── Records supplied

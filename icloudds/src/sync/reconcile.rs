use std::collections::{BTreeSet, HashSet};
use std::path::Path;

use tracing::{debug, warn};

use super::plan::{Action, Plan, Side};
use super::replica::{parent_of, Node, NodeKind, Replica};
use super::watcher::LocalChange;

/// Local truncates mtimes and the remote rounds up on write, so a
/// one-second delta between otherwise identical files is noise.
pub const MTIME_TOLERANCE_SECS: i64 = 1;

/// Two-sided diff of the local and remote replicas: union of paths,
/// newer-mtime-wins for common files. Emitted in sorted path order, so
/// folder creations always precede actions inside them.
pub fn cross_side_plan(local: &Replica, remote: &Replica) -> Plan {
    let mut plan = Plan::new();
    let mut mismatched: Vec<String> = Vec::new();
    let union: BTreeSet<&String> = local.paths().chain(remote.paths()).collect();

    for path in union {
        if under_any(path, &mismatched) {
            continue;
        }
        match (local.get(path), remote.get(path)) {
            (Some(l), Some(r)) if l.kind != r.kind => {
                warn!(
                    path = %path,
                    "same path is a file on one side and a folder on the other, leaving both untouched"
                );
                mismatched.push(path.clone());
            }
            (Some(l), Some(r)) if l.is_file() && r.is_file() => {
                plan_common_file(&mut plan, l, r);
            }
            // Folders on both sides: nothing to do, children follow.
            (Some(_), Some(_)) => {}
            (Some(l), None) => match l.kind {
                NodeKind::Folder => plan.push(Action::CreateFolder {
                    path: path.clone(),
                    side: Side::Remote,
                }),
                NodeKind::File => plan.push(Action::UploadFile { path: path.clone() }),
            },
            (None, Some(r)) => match r.kind {
                NodeKind::Folder => plan.push(Action::CreateFolder {
                    path: path.clone(),
                    side: Side::Local,
                }),
                NodeKind::File => plan.push(Action::DownloadFile { path: path.clone() }),
            },
            (None, None) => unreachable!("path came from the union"),
        }
    }
    plan
}

fn plan_common_file(plan: &mut Plan, local: &Node, remote: &Node) {
    let l_mtime = local.mtime.unwrap_or(0);
    let r_mtime = remote.mtime.unwrap_or(0);
    let same_size = local.size == remote.size;

    if l_mtime == r_mtime {
        if !same_size {
            // Standoff: no timestamp to arbitrate with; never guess.
            warn!(
                path = %local.path,
                local_size = local.size.unwrap_or(0),
                remote_size = remote.size.unwrap_or(0),
                "equal mtime but different size, leaving both sides untouched"
            );
        }
        return;
    }
    if (l_mtime - r_mtime).abs() <= MTIME_TOLERANCE_SECS && same_size {
        return;
    }
    if l_mtime > r_mtime {
        debug!(path = %local.path, "local file is newer, uploading");
        plan.push(Action::UploadFile {
            path: local.path.clone(),
        });
        plan.push(Action::SetMTime {
            path: local.path.clone(),
            side: Side::Remote,
            mtime: l_mtime,
        });
    } else {
        debug!(path = %local.path, "remote file is newer, downloading");
        plan.push(Action::DownloadFile {
            path: local.path.clone(),
        });
        plan.push(Action::SetMTime {
            path: local.path.clone(),
            side: Side::Local,
            mtime: r_mtime,
        });
    }
}

/// Same-side diff between the live remote replica and a fresh candidate,
/// resolved against the local replica for files whose content changed.
///
/// Renames are detected first (unique handle or (kind, size, mtime)
/// match) and emitted as move pairs; whatever still differs afterwards
/// becomes local deletes, folder creations, and transfers.
pub fn refresh_plan(live: &Replica, candidate: &Replica, local: &Replica) -> Plan {
    let mut plan = Plan::new();
    let mut working = live.clone();

    while let Some((from, to)) = find_move(&working, candidate) {
        debug!(from = %from, to = %to, "remote rename detected");
        plan.push(Action::MoveNode {
            from: from.clone(),
            to: to.clone(),
            side: Side::Remote,
        });
        plan.push(Action::MoveNode {
            from: from.clone(),
            to: to.clone(),
            side: Side::Local,
        });
        working.rename(&from, &to);
    }

    let union: BTreeSet<&String> = working.paths().chain(candidate.paths()).collect();
    let mut deleted: Vec<String> = Vec::new();
    for path in union {
        if under_any(path, &deleted) {
            continue;
        }
        match (working.get(path), candidate.get(path)) {
            (Some(_), None) => {
                // Vanished remotely: delete the whole local subtree,
                // children before their parent.
                push_delete_subtree(&mut plan, &working, path);
                deleted.push(path.clone());
            }
            (None, Some(node)) => match node.kind {
                NodeKind::Folder => plan.push(Action::CreateFolder {
                    path: path.clone(),
                    side: Side::Local,
                }),
                NodeKind::File => plan.push(Action::DownloadFile { path: path.clone() }),
            },
            (Some(before), Some(after)) if before.is_file() && after.is_file() => {
                if before.mtime == after.mtime && before.size == after.size {
                    continue;
                }
                match local.get(path) {
                    Some(l) if l.is_file() => plan_common_file(&mut plan, l, after),
                    _ => plan.push(Action::DownloadFile { path: path.clone() }),
                }
            }
            (Some(before), Some(after)) if before.kind != after.kind => {
                warn!(path = %path, "remote item changed kind, leaving local side untouched");
                deleted.push(path.clone());
            }
            _ => {}
        }
    }
    plan
}

fn push_delete_subtree(plan: &mut Plan, replica: &Replica, path: &str) {
    let children: Vec<String> = replica
        .subtree_paths(path)
        .into_iter()
        .skip(1)
        .filter(|p| parent_of(p) == Some(path))
        .collect();
    for child in children {
        push_delete_subtree(plan, replica, &child);
    }
    plan.push(Action::DeleteNode {
        path: path.to_string(),
        side: Side::Local,
    });
}

/// Best remaining rename pair, shallow folders first so a single folder
/// rename never degenerates into per-child moves.
fn find_move(live: &Replica, candidate: &Replica) -> Option<(String, String)> {
    let vanished: Vec<&Node> = live
        .iter()
        .filter(|n| !candidate.contains(&n.path))
        .collect();
    let appeared: Vec<&Node> = candidate
        .iter()
        .filter(|n| !live.contains(&n.path))
        .collect();
    if vanished.is_empty() || appeared.is_empty() {
        return None;
    }

    let mut pairs: Vec<(&Node, &Node)> = Vec::new();
    for v in &vanished {
        // The remote identifier survives a rename, so matching handles is
        // definitive.
        if let Some(id) = v.handle.as_ref().map(|h| &h.id) {
            if let Some(a) = appeared
                .iter()
                .find(|a| a.handle.as_ref().map(|h| &h.id) == Some(id))
            {
                pairs.push((v, a));
            }
        }
    }
    if pairs.is_empty() {
        for v in &vanished {
            let sig = (v.kind, v.size, v.mtime);
            let vanished_alike = vanished
                .iter()
                .filter(|n| (n.kind, n.size, n.mtime) == sig)
                .count();
            let appeared_alike: Vec<_> = appeared
                .iter()
                .filter(|n| (n.kind, n.size, n.mtime) == sig)
                .collect();
            if vanished_alike == 1 && appeared_alike.len() == 1 {
                pairs.push((v, appeared_alike[0]));
            }
        }
    }

    pairs.sort_by_key(|(v, _)| (v.is_file(), v.path.matches('/').count(), v.path.clone()));
    pairs
        .first()
        .map(|(v, a)| (v.path.clone(), a.path.clone()))
}

/// Minimal plan for a batch of coalesced watcher records against the live
/// replicas. Renames go first to free their source paths.
pub fn plan_for_records(records: &[LocalChange], remote: &Replica, root: &Path) -> Plan {
    let mut plan = Plan::new();
    let mut planned_folders: HashSet<String> = HashSet::new();

    for record in records {
        if let LocalChange::Renamed { from, to } = record {
            if remote.contains(from) {
                plan.push(Action::MoveNode {
                    from: from.clone(),
                    to: to.clone(),
                    side: Side::Remote,
                });
            } else {
                plan_upsert(&mut plan, to, remote, root, &mut planned_folders);
            }
        }
    }
    for record in records {
        if let LocalChange::Removed { path } = record {
            if remote.contains(path) {
                plan.push(Action::DeleteNode {
                    path: path.clone(),
                    side: Side::Remote,
                });
            }
        }
    }
    for record in records {
        if let LocalChange::Upsert { path } = record {
            plan_upsert(&mut plan, path, remote, root, &mut planned_folders);
        }
    }
    plan
}

fn plan_upsert(
    plan: &mut Plan,
    path: &str,
    remote: &Replica,
    root: &Path,
    planned_folders: &mut HashSet<String>,
) {
    let full = root.join(path);
    let meta = match std::fs::symlink_metadata(&full) {
        Ok(meta) => meta,
        Err(_) => {
            debug!(path = %path, "local path disappeared before planning, skipping");
            return;
        }
    };
    if meta.file_type().is_symlink() {
        return;
    }

    if meta.is_dir() {
        plan_folder_chain(plan, path, remote, planned_folders);
        return;
    }

    match remote.get(path) {
        None => {
            if let Some(parent) = parent_of(path) {
                plan_folder_chain(plan, parent, remote, planned_folders);
            }
            plan.push(Action::UploadFile {
                path: path.to_string(),
            });
        }
        Some(node) if node.is_file() => {
            let local_mtime = super::local_scan::truncated_mtime(&meta);
            let remote_mtime = node.mtime.unwrap_or(0);
            if local_mtime > remote_mtime {
                if meta.len() == 0 {
                    // A fresh zero-byte file is usually an editor writing
                    // in two steps; the content modify event follows.
                    debug!(path = %path, "newer local file is empty, skipping upload");
                    return;
                }
                plan.push(Action::UploadFile {
                    path: path.to_string(),
                });
                plan.push(Action::SetMTime {
                    path: path.to_string(),
                    side: Side::Remote,
                    mtime: local_mtime,
                });
            } else {
                debug!(path = %path, "remote file is up to date, skipping upload");
            }
        }
        Some(_) => {
            warn!(path = %path, "local file collides with a remote folder, leaving both untouched");
        }
    }
}

fn plan_folder_chain(
    plan: &mut Plan,
    path: &str,
    remote: &Replica,
    planned_folders: &mut HashSet<String>,
) {
    let mut missing = Vec::new();
    let mut current = Some(path);
    while let Some(p) = current {
        if remote.contains(p) || planned_folders.contains(p) {
            break;
        }
        missing.push(p.to_string());
        current = parent_of(p);
    }
    for folder in missing.into_iter().rev() {
        planned_folders.insert(folder.clone());
        plan.push(Action::CreateFolder {
            path: folder,
            side: Side::Remote,
        });
    }
}

fn under_any(path: &str, prefixes: &[String]) -> bool {
    prefixes.iter().any(|prefix| {
        path.len() > prefix.len()
            && path.starts_with(prefix.as_str())
            && path.as_bytes()[prefix.len()] == b'/'
    })
}
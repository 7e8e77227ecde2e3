pub mod backoff;
pub mod executor;
pub mod filter;
pub mod local_scan;
#[cfg(test)]
pub(crate) mod mock_drive;
pub mod plan;
pub mod reconcile;
pub mod remote_scan;
pub mod replica;
pub mod scheduler;
pub mod statedump;
pub mod suppress;
pub mod watcher;

use icloud_core::{ApiErrorClass, DriveError};
use thiserror::Error;

#[derive(Debug, Error)]
pub enum SyncError {
    #[error("drive error: {0}")]
    Drive(#[from] DriveError),
    #[error("I/O error: {0}")]
    Io(#[from] std::io::Error),
    #[error("refresh inconsistent: declared {declared} files, counted {counted}")]
    RefreshInconsistent { declared: u64, counted: u64 },
    #[error("no remote handle for {0}")]
    MissingHandle(String),
    #[error("path contains unsupported component: {0}")]
    UnsupportedPath(String),
}

impl SyncError {
    /// Worth retrying with backoff: network hiccups, 5xx, zone conflicts.
    pub fn is_transient(&self) -> bool {
        match self {
            SyncError::Drive(err) => err.is_retryable(),
            SyncError::Io(err) => !matches!(
                err.kind(),
                std::io::ErrorKind::NotFound | std::io::ErrorKind::PermissionDenied
            ),
            _ => false,
        }
    }

    /// Credentials went bad; remote work must pause until re-auth.
    pub fn is_auth(&self) -> bool {
        matches!(
            self,
            SyncError::Drive(err) if err.classification() == ApiErrorClass::Auth
        )
    }
}
use std::fs;
use std::io;
use std::path::Path;
use std::time::UNIX_EPOCH;

use tracing::{debug, warn};

use super::filter::PathFilter;
use super::replica::{Node, Replica};

/// Walk the sync root and build a local replica. Symlinks are not
/// followed; unreadable entries are skipped; the filter prunes subtrees.
pub fn scan(root: &Path, filter: &PathFilter) -> io::Result<Replica> {
    let mut replica = Replica::new();
    walk(root, root, filter, &mut replica)?;
    debug!(
        nodes = replica.count_nodes(),
        files = replica.file_count(),
        "local scan complete"
    );
    Ok(replica)
}

fn walk(
    root: &Path,
    dir: &Path,
    filter: &PathFilter,
    replica: &mut Replica,
) -> io::Result<()> {
    let entries = match fs::read_dir(dir) {
        Ok(entries) => entries,
        Err(err) if dir != root => {
            warn!(path = %dir.display(), %err, "skipping unreadable directory");
            return Ok(());
        }
        Err(err) => return Err(err),
    };

    for entry in entries {
        let entry = match entry {
            Ok(entry) => entry,
            Err(err) => {
                warn!(path = %dir.display(), %err, "skipping unreadable entry");
                continue;
            }
        };
        let full = entry.path();
        let Some(relative) = relative_posix(root, &full) else {
            continue;
        };
        if !filter.accept(&relative) {
            continue;
        }

        let meta = match fs::symlink_metadata(&full) {
            Ok(meta) => meta,
            Err(err) => {
                warn!(path = %full.display(), %err, "skipping unstatable entry");
                continue;
            }
        };
        if meta.file_type().is_symlink() {
            continue;
        }
        if meta.is_dir() {
            replica.insert(Node::folder(relative));
            walk(root, &full, filter, replica)?;
        } else if meta.is_file() {
            replica.insert(Node::file(relative, meta.len(), truncated_mtime(&meta)));
        }
    }
    Ok(())
}

/// Local mtimes are truncated to whole seconds; the remote stores second
/// resolution.
pub fn truncated_mtime(meta: &fs::Metadata) -> i64 {
    meta.modified()
        .ok()
        .and_then(|t| t.duration_since(UNIX_EPOCH).ok())
        .map(|d| d.as_secs() as i64)
        .unwrap_or(0)
}

/// Remote writes round subsecond mtimes up to the next whole second; the
/// uploaded node records that rounded value.
pub fn rounded_up_mtime(meta: &fs::Metadata) -> i64 {
    meta.modified()
        .ok()
        .and_then(|t| t.duration_since(UNIX_EPOCH).ok())
        .map(|d| d.as_secs() as i64 + i64::from(d.subsec_nanos() > 0))
        .unwrap_or(0)
}

fn relative_posix(root: &Path, path: &Path) -> Option<String> {
    let relative = path.strip_prefix(root).ok()?;
    Some(relative.to_string_lossy().replace('\\', "/"))
}

#[cfg(test)]
mod tests {
    use super::*;
    use crate::sync::replica::NodeKind;
    use filetime::FileTime;
    use tempfile::tempdir;

    #[test]
    fn scans_nested_tree_with_sizes_and_seconds() {
        let temp = tempdir().unwrap();
        let root = temp.path();
        fs::create_dir_all(root.join("Docs/Sub")).unwrap();
        fs::write(root.join("Docs/a.txt"), b"0123456789").unwrap();
        fs::write(root.join("Docs/Sub/b.txt"), b"xy").unwrap();
        filetime::set_file_mtime(
            root.join("Docs/a.txt"),
            FileTime::from_unix_time(1_700_000_000, 400_000_000),
        )
        .unwrap();

        let replica = scan(root, &PathFilter::default()).unwrap();
        assert_eq!(replica.count_nodes(), 4);
        let a = replica.get("Docs/a.txt").unwrap();
        assert_eq!(a.kind, NodeKind::File);
        assert_eq!(a.size, Some(10));
        // Truncated, not rounded.
        assert_eq!(a.mtime, Some(1_700_000_000));
        assert_eq!(replica.get("Docs/Sub").unwrap().kind, NodeKind::Folder);
    }

    #[test]
    fn filter_prunes_subtrees() {
        let temp = tempdir().unwrap();
        let root = temp.path();
        fs::create_dir_all(root.join("node_modules/dep")).unwrap();
        fs::write(root.join("node_modules/dep/x.js"), b"x").unwrap();
        fs::write(root.join("keep.txt"), b"k").unwrap();

        let filter = PathFilter::new(&["node_modules".into()], &[]).unwrap();
        let replica = scan(root, &filter).unwrap();
        assert!(replica.contains("keep.txt"));
        assert!(!replica.contains("node_modules"));
        assert!(!replica.contains("node_modules/dep/x.js"));
    }

    #[cfg(unix)]
    #[test]
    fn symlinks_are_not_followed() {
        let temp = tempdir().unwrap();
        let root = temp.path();
        fs::create_dir(root.join("real")).unwrap();
        fs::write(root.join("real/file.txt"), b"x").unwrap();
        std::os::unix::fs::symlink(root.join("real"), root.join("link")).unwrap();

        let replica = scan(root, &PathFilter::default()).unwrap();
        assert!(replica.contains("real/file.txt"));
        assert!(!replica.contains("link"));
        assert!(!replica.contains("link/file.txt"));
    }

    #[test]
    fn rounded_up_mtime_ceils_subseconds() {
        let temp = tempdir().unwrap();
        let file = temp.path().join("f");
        fs::write(&file, b"x").unwrap();
        filetime::set_file_mtime(&file, FileTime::from_unix_time(100, 1)).unwrap();
        let meta = fs::metadata(&file).unwrap();
        assert_eq!(truncated_mtime(&meta), 100);
        assert_eq!(rounded_up_mtime(&meta), 101);

        filetime::set_file_mtime(&file, FileTime::from_unix_time(100, 0)).unwrap();
        let meta = fs::metadata(&file).unwrap();
        assert_eq!(rounded_up_mtime(&meta), 100);
    }
}
use std::io::{self, Write};
use std::path::{Path, PathBuf};

/// Advisory single-instance lock. Two daemons mirroring the same account
/// into the same tree would fight each other through the watcher.
pub struct InstanceLock {
    path: PathBuf,
}

impl InstanceLock {
    /// Returns `None` when another live instance holds the lock.
    pub fn acquire(path: PathBuf) -> io::Result<Option<Self>> {
        match std::fs::OpenOptions::new()
            .write(true)
            .create_new(true)
            .open(&path)
        {
            Ok(mut file) => {
                writeln!(file, "{}", std::process::id())?;
                Ok(Some(Self { path }))
            }
            Err(err) if err.kind() == io::ErrorKind::AlreadyExists => Ok(None),
            Err(err) => Err(err),
        }
    }

    pub fn path(&self) -> &Path {
        &self.path
    }
}

impl Drop for InstanceLock {
    fn drop(&mut self) {
        let _ = std::fs::remove_file(&self.path);
    }
}

pub fn default_lock_path() -> PathBuf {
    std::env::temp_dir().join("icloudds.lock")
}
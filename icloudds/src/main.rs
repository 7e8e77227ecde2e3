use std::path::PathBuf;
use std::process::ExitCode;
use std::sync::Arc;
use std::time::Duration;

use clap::Parser;
use icloud_core::{authenticate, ApiErrorClass, AuthConfig, DriveApi};
use tokio_util::sync::CancellationToken;
use tracing::{error, info};

use icloudds::config::{expand_with_home, load_regex_file, SyncConfig};
use icloudds::lockfile::{default_lock_path, InstanceLock};
use icloudds::logging;
use icloudds::sync::filter::PathFilter;
use icloudds::sync::scheduler::{SchedulerConfig, SyncScheduler};

const EXIT_ALREADY_RUNNING: u8 = 1;
const EXIT_NOT_A_DIRECTORY: u8 = 2;
const EXIT_BAD_REGEX_FILE: u8 = 3;
const EXIT_LOGIN_FAILED: u8 = 4;

#[derive(Debug, Parser)]
#[command(
    name = "icloudds",
    version,
    about = "Bidirectional iCloud Drive sync daemon"
)]
struct Cli {
    /// Local directory that should be kept in sync
    #[arg(short = 'd', long, value_name = "directory")]
    directory: PathBuf,

    /// iCloud username or email address
    #[arg(short = 'u', long, value_name = "username")]
    username: String,

    /// iCloud password (default: keyring or prompt)
    #[arg(short = 'p', long, value_name = "password")]
    password: Option<String>,

    /// Directory to store session state for authentication
    #[arg(long, value_name = "directory", default_value = "~/.pyicloud")]
    cookie_directory: String,

    /// File with ignore regular expressions, one per line
    #[arg(long, value_name = "filename", default_value = ".ignore-regexes.txt")]
    ignore_regexes: PathBuf,

    /// File with include regular expressions, one per line
    #[arg(long, value_name = "filename", default_value = ".include-regexes.txt")]
    include_regexes: PathBuf,

    /// JSON logging config file
    #[arg(long, value_name = "filename")]
    logging_config: Option<PathBuf>,

    /// Period in seconds to look for iCloud changes
    #[arg(long, value_name = "seconds", default_value_t = 20,
          value_parser = clap::value_parser!(u64).range(20..))]
    icloud_check_period: u64,

    /// Period in seconds to perform a full iCloud refresh
    #[arg(long, value_name = "seconds", default_value_t = 90,
          value_parser = clap::value_parser!(u64).range(90..))]
    icloud_refresh_period: u64,

    /// Period in seconds to queue up filesystem events
    #[arg(long, value_name = "seconds", default_value_t = 10,
          value_parser = clap::value_parser!(u64).range(10..))]
    debounce_period: u64,

    /// Maximum number of concurrent workers
    #[arg(long, value_name = "workers", default_value_t = 32,
          value_parser = clap::value_parser!(u64).range(1..))]
    max_workers: u64,
}

#[tokio::main]
async fn main() -> ExitCode {
    let cli = Cli::parse();

    if let Err(err) = logging::init(cli.logging_config.as_deref()) {
        eprintln!("icloudds: {err:#}");
        return ExitCode::FAILURE;
    }
    info!(version = env!("CARGO_PKG_VERSION"), "icloudds starting");

    let config = match build_config(cli) {
        Ok(config) => config,
        Err(exit) => return exit,
    };

    let lock = match InstanceLock::acquire(default_lock_path()) {
        Ok(Some(lock)) => lock,
        Ok(None) => {
            eprintln!(
                "another instance of icloudds is running, check for {} file",
                default_lock_path().display()
            );
            return ExitCode::from(EXIT_ALREADY_RUNNING);
        }
        Err(err) => {
            error!(%err, "failed to take the instance lock");
            return ExitCode::FAILURE;
        }
    };
    info!(lock = %lock.path().display(), "instance lock taken");

    let code = run(config).await;
    drop(lock);
    code
}

fn build_config(cli: Cli) -> Result<SyncConfig, ExitCode> {
    if !cli.directory.is_dir() {
        error!(
            directory = %cli.directory.display(),
            "local directory does not exist or is not a directory"
        );
        return Err(ExitCode::from(EXIT_NOT_A_DIRECTORY));
    }
    let directory = cli
        .directory
        .canonicalize()
        .map_err(|_| ExitCode::from(EXIT_NOT_A_DIRECTORY))?;

    let ignore_regexes = match load_regex_file(&cli.ignore_regexes) {
        Ok(patterns) => patterns,
        Err(err) => {
            error!(file = %cli.ignore_regexes.display(), %err, "failed to read ignore regexes");
            return Err(ExitCode::from(EXIT_BAD_REGEX_FILE));
        }
    };
    let include_regexes = match load_regex_file(&cli.include_regexes) {
        Ok(patterns) => patterns,
        Err(err) => {
            error!(file = %cli.include_regexes.display(), %err, "failed to read include regexes");
            return Err(ExitCode::from(EXIT_BAD_REGEX_FILE));
        }
    };
    for pattern in &ignore_regexes {
        info!(pattern = %pattern, "ignore");
    }
    for pattern in &include_regexes {
        info!(pattern = %pattern, "include");
    }

    let home = dirs::home_dir().unwrap_or_else(std::env::temp_dir);
    Ok(SyncConfig {
        directory,
        username: cli.username,
        password: cli.password,
        cookie_directory: expand_with_home(&cli.cookie_directory, &home),
        ignore_regexes,
        include_regexes,
        icloud_check_period: Duration::from_secs(cli.icloud_check_period),
        icloud_refresh_period: Duration::from_secs(cli.icloud_refresh_period),
        debounce_period: Duration::from_secs(cli.debounce_period),
        max_workers: cli.max_workers as usize,
        state_dir: std::env::temp_dir().join("icloudds-state"),
    })
}

async fn run(config: SyncConfig) -> ExitCode {
    let filter = match PathFilter::new(&config.ignore_regexes, &config.include_regexes) {
        Ok(filter) => Arc::new(filter),
        Err(err) => {
            error!(%err, "invalid filter pattern");
            return ExitCode::from(EXIT_BAD_REGEX_FILE);
        }
    };

    let auth = AuthConfig {
        username: config.username.clone(),
        password: config.password.clone(),
        cookie_directory: config.cookie_directory.clone(),
    };
    let drive: Arc<dyn DriveApi> = match authenticate(&auth).await {
        Ok(client) => Arc::new(client),
        Err(err) => {
            if err.classification() == ApiErrorClass::Auth {
                error!(%err, "iCloud login failed");
            } else {
                error!(%err, "could not reach iCloud");
            }
            return ExitCode::from(EXIT_LOGIN_FAILED);
        }
    };

    let scheduler = match SyncScheduler::new(
        SchedulerConfig {
            root: config.directory.clone(),
            check_period: config.icloud_check_period,
            refresh_period: config.icloud_refresh_period,
            debounce_period: config.debounce_period,
            max_workers: config.max_workers,
            state_dir: config.state_dir.clone(),
        },
        drive,
        filter,
        CancellationToken::new(),
    ) {
        Ok(scheduler) => scheduler,
        Err(err) => {
            error!(%err, "failed to set up the sync scheduler");
            return ExitCode::FAILURE;
        }
    };

    match scheduler.run().await {
        Ok(()) => {
            info!("clean shutdown");
            ExitCode::SUCCESS
        }
        Err(err) => {
            error!(err = %format!("{err:#}"), "sync daemon failed");
            if format!("{err:#}").contains("authentication") {
                ExitCode::from(EXIT_LOGIN_FAILED)
            } else {
                ExitCode::FAILURE
            }
        }
    }
}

────

Task objective: Work out how many lines of the records contain the word "filename", and give only that number.

Finished task: 5